** Dataset entries **

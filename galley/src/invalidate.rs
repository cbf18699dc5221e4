// Copyright 2025 the Galley Authors
// SPDX-License-Identifier: Apache-2.0 OR MIT

//! Dirty-range tracking and redraw notification.

use core::ops::Range;

use smallvec::SmallVec;

/// Records the span of characters whose cached layout is stale.
///
/// Because a shifted line boundary cascades through every following line in
/// the container (and may overflow into the next container), everything from
/// the earliest dirty character onward is considered stale; the tracker
/// therefore only needs the merged span. Layout is recomputed lazily by the
/// next query that touches it.
#[derive(Clone, Debug, Default)]
pub(crate) struct InvalidationTracker {
    dirty: Option<Range<usize>>,
}

impl InvalidationTracker {
    pub(crate) fn is_clean(&self) -> bool {
        self.dirty.is_none()
    }

    /// Marks a character range stale, merging with any prior record.
    pub(crate) fn invalidate(&mut self, range: Range<usize>) {
        let merged = match self.dirty.take() {
            Some(d) => d.start.min(range.start)..d.end.max(range.end),
            None => range,
        };
        self.dirty = Some(merged);
    }

    /// The earliest stale character index, if any.
    pub(crate) fn dirty_start(&self) -> Option<usize> {
        self.dirty.as_ref().map(|d| d.start)
    }

    /// Clears the record once the typesetter has reprocessed it.
    pub(crate) fn clear(&mut self) {
        self.dirty = None;
    }
}

/// Coalesced pending-redraw notifications, in glyph space.
///
/// Pushing is idempotent: overlapping or adjacent ranges merge, so notifying
/// the same region twice schedules a single redraw. Draining is the rendering
/// collaborator's job; the queue never forces re-typesetting.
#[derive(Clone, Debug, Default)]
pub(crate) struct RedrawQueue {
    spans: SmallVec<[Range<usize>; 4]>,
}

impl RedrawQueue {
    /// Queues a glyph range for redraw.
    pub(crate) fn push(&mut self, range: Range<usize>) {
        if range.start >= range.end {
            return;
        }
        let mut merged = range;
        self.spans.retain(|span| {
            if span.start <= merged.end && span.end >= merged.start {
                merged = merged.start.min(span.start)..merged.end.max(span.end);
                false
            } else {
                true
            }
        });
        let at = self.spans.partition_point(|s| s.start < merged.start);
        self.spans.insert(at, merged);
    }

    /// Returns and clears the pending spans, in ascending order.
    pub(crate) fn take(&mut self) -> SmallVec<[Range<usize>; 4]> {
        core::mem::take(&mut self.spans)
    }

    #[cfg(test)]
    fn spans(&self) -> &[Range<usize>] {
        &self.spans
    }
}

** Task prompt **
Above are the records; repeat exactly the lines from the one holding "index, if any." down to the one holding "range for redraw.", end lines included.

** Completed exercise **
    /// The earliest stale character index, if any.
    pub(crate) fn dirty_start(&self) -> Option<usize> {
        self.dirty.as_ref().map(|d| d.start)
    }

    /// Clears the record once the typesetter has reprocessed it.
    pub(crate) fn clear(&mut self) {
        self.dirty = None;
    }
}

/// Coalesced pending-redraw notifications, in glyph space.
///
/// Pushing is idempotent: overlapping or adjacent ranges merge, so notifying
/// the same region twice schedules a single redraw. Draining is the rendering
/// collaborator's job; the queue never forces re-typesetting.
#[derive(Clone, Debug, Default)]
pub(crate) struct RedrawQueue {
    spans: SmallVec<[Range<usize>; 4]>,
}

impl RedrawQueue {
    /// Queues a glyph range for redraw.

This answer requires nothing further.